Of course, this is clear. This is what REUSEADDR was invented for, and tproxy allows you to assign the same foreign address to multiple sockets as well (of course with some restricitions). Unfortunately in the IP stack of the kernel these things are much more simple: if you set REUSEADDR, you're allowed to bind() to an address already taken. However, you'll get an error when trying to connect() to the same destination host. In case of tproxy this is much more difficult, since you won't be able to detect clashes before it's too late. (Without NAT reservations.)
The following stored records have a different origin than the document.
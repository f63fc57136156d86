//! Library components for the `remap` CLI.

pub mod config;
pub mod logging;
pub mod pipeline;
pub mod types;
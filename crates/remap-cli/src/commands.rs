use std::path::Path;
use std::time::Instant;

use anyhow::{Context, Result};
use remap_map::load_mapping;
use remap_model::MappingTable;
use tracing::{info, info_span};

use remap_cli::config::{Config, MappingCsvConfig, TextOrigin};
use remap_cli::pipeline::{ProcessOptions, process_texts};
use remap_cli::types::RunResult;

use crate::cli::{CheckArgs, RunArgs};

pub fn run_replace(args: &RunArgs) -> Result<RunResult> {
    let run_span = info_span!("run", config = %args.config.display());
    let _run_guard = run_span.enter();

    let config = load_config(&args.config)?;
    let texts = &config.input.texts;
    match &texts.origin {
        TextOrigin::Folder(folder) => info!(
            folder = %folder.display(),
            file_count = texts.paths.len(),
            encoding = %texts.encoding,
            "input texts"
        ),
        TextOrigin::File(path) => info!(
            path = %path.display(),
            encoding = %texts.encoding,
            "input text"
        ),
    }

    let mapping = load_mapping_csv(&config.input.mapping_csv)?;

    let options = ProcessOptions {
        encoding: texts.encoding,
        output_dir: config.output.folder_path.clone(),
        dry_run: args.dry_run,
    };
    let files = process_texts(&texts.paths, &mapping, &options);

    Ok(RunResult {
        mapping_csv: config.input.mapping_csv.path.clone(),
        rules: mapping.len(),
        output_dir: config.output.folder_path,
        files,
        dry_run: args.dry_run,
    })
}

pub fn run_check(args: &CheckArgs) -> Result<MappingTable> {
    let check_span = info_span!("check", config = %args.config.display());
    let _check_guard = check_span.enter();

    let config = load_config(&args.config)?;
    load_mapping_csv(&config.input.mapping_csv)
}

fn load_config(path: &Path) -> Result<Config> {
    let config = Config::from_yaml_file(path)
        .with_context(|| format!("failed to parse the config file: {}", path.display()))?;
    info!(path = %path.display(), "config loaded");
    Ok(config)
}

fn load_mapping_csv(csv: &MappingCsvConfig) -> Result<MappingTable> {
    let start = Instant::now();
    let mapping = load_mapping(&csv.source(), &csv.find_column, &csv.replace_column)
        .with_context(|| format!("failed to load mapping CSV: {}", csv.path.display()))?;
    info!(
        path = %csv.path.display(),
        encoding = %csv.encoding,
        rules = mapping.len(),
        duration_ms = start.elapsed().as_millis(),
        "mapping loaded"
    );
    Ok(mapping)
}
What I believe is happening is as follows: There is evidence in dmesg that the first SYN packet of the connect() passes through the LOCAL_OUT iptables hooks (I see "ip_tproxy_fn(): new connection, hook=3" and "ip_tproxy_fn(): new connection, hook=4", but for some reason the packet never actually makes it onto the wire.
Don't you have any kind of errors in the kernel logs when this happens? Tproxy could drop the packet, but you should get an error message in that case.
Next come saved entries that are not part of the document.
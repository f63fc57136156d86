//! Error types for mapping table loading.

use std::io;

use thiserror::Error;

/// Errors raised while loading a mapping table.
///
/// Variants that describe several violations carry all of them so a single
/// report lists every problem of that kind.
#[derive(Debug, Error)]
pub enum MappingLoadError {
    #[error("failed to read {location}: {source}")]
    SourceUnreadable {
        location: String,
        #[source]
        source: io::Error,
    },

    #[error("no columns to parse from {location}")]
    NoHeaderRow { location: String },

    #[error("necessary columns are missing in {location}: {}", quoted(.columns))]
    MissingColumn {
        location: String,
        columns: Vec<String>,
    },

    #[error("columns are duplicated in {location}: {}", quoted(.columns))]
    DuplicatedColumn {
        location: String,
        columns: Vec<String>,
    },

    #[error(
        "{expected} columns are expected in {location}, but not at: {}",
        line_list(.lines)
    )]
    BrokenRow {
        location: String,
        expected: usize,
        lines: Vec<u64>,
    },

    #[error("no data rows in {location}")]
    EmptyResultSet { location: String },

    #[error("duplicated values in find strings of {location}: {}", quoted(.values))]
    DuplicatedFindValue {
        location: String,
        values: Vec<String>,
    },

    #[error("blank string in find strings of {location}")]
    BlankFindValue { location: String },
}

impl MappingLoadError {
    pub(crate) fn unreadable(location: impl Into<String>, source: io::Error) -> Self {
        Self::SourceUnreadable {
            location: location.into(),
            source,
        }
    }
}

fn quoted(values: &[String]) -> String {
    values
        .iter()
        .map(|value| format!("\"{value}\""))
        .collect::<Vec<_>>()
        .join(", ")
}

fn line_list(lines: &[u64]) -> String {
    lines
        .iter()
        .map(|line| format!("line {line}"))
        .collect::<Vec<_>>()
        .join(", ")
}

/// Result type for mapping operations.
pub type Result<T> = std::result::Result<T, MappingLoadError>;
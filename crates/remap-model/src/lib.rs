//! Core data types shared by the remap crates.
//!
//! - [`MappingTable`]: ordered, immutable find/replace pairs.
//! - [`TabularSource`]: sequential row access over a header + data rows table.
//! - [`RowTable`]: in-memory tabular source.

pub mod mapping;
pub mod table;

pub use mapping::{Insertion, MappingEntry, MappingTable, MappingTableBuilder};
pub use table::{RowIter, RowTable, SourceRow, TabularSource};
No errors at all :o(. The curious thing is that I added extra printk's to all the cases in the tproxy code where I could see "return NF_DROP" (or equivalent), and none of these printed -- so I presume the packet drop is elsewhere (I don't know where).
Ok, do you have any DNAT/MASQUERADE rules in your iptables config? Or what kind of NAT rulese do you use? Another shortcoming of the NAT-based operation of tproxy is the following: you have to make sure that you do not reuse the _local_ address before the conntrack entry of the previous connection from that address times out. So, if you make a lot of connections from the same IP, and the local autobind port range is not enough for you, you'll have to use additional local IP addresses as well. (Note that these do not need to be routable IP addresses.) For example if you make 400 short-lived connections per second, and have configured the local port range to contain 50000 ports, it will take 125 seconds for the port range to turn over. The timeout of conntrack entries in TIME_WAIT state is 120 seconds, so with 400 cps you're already likely to have problems.
_This_ is strange... Could you send me a tcpdump capture of that traffic and the matching tproxy debug output?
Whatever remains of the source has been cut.